— Extracted material —
··········
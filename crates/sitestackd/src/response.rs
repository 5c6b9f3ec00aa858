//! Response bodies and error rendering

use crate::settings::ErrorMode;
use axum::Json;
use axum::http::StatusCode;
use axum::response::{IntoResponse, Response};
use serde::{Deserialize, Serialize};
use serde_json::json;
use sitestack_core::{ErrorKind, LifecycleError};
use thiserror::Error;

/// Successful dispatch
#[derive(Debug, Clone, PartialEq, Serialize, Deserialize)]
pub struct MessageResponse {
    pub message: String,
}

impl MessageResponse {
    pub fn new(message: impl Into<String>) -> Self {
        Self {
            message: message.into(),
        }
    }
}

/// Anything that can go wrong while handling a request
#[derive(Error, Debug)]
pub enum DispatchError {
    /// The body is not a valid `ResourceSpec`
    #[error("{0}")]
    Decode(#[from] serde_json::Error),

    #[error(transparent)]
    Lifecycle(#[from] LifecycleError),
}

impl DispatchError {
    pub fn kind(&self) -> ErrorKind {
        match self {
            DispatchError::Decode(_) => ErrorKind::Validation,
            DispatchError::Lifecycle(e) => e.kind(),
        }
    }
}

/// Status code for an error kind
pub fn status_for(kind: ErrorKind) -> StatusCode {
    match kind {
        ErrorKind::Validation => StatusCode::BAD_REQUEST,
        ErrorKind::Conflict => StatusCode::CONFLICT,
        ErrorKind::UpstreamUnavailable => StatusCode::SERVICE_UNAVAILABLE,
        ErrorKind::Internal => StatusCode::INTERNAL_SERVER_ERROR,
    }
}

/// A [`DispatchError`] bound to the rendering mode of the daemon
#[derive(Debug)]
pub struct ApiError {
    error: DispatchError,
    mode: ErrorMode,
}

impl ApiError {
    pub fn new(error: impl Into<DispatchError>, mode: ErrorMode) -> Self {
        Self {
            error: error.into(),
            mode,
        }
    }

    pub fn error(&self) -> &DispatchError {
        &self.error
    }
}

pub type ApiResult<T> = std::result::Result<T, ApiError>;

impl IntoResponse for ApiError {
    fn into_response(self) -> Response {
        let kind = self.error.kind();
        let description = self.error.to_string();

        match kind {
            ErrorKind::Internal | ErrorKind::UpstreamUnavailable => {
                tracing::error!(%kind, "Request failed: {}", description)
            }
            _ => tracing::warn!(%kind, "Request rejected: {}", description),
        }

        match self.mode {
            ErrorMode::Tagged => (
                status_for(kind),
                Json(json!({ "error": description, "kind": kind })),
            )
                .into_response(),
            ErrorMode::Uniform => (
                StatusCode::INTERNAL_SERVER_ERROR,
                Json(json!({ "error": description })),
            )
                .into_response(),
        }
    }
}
··········
— What to work on —
Set out every line from the material that contains the string "StatusCode".

— Exercise output —
use axum::http::StatusCode;
pub fn status_for(kind: ErrorKind) -> StatusCode {
        ErrorKind::Validation => StatusCode::BAD_REQUEST,
        ErrorKind::Conflict => StatusCode::CONFLICT,
        ErrorKind::UpstreamUnavailable => StatusCode::SERVICE_UNAVAILABLE,
        ErrorKind::Internal => StatusCode::INTERNAL_SERVER_ERROR,
                StatusCode::INTERNAL_SERVER_ERROR,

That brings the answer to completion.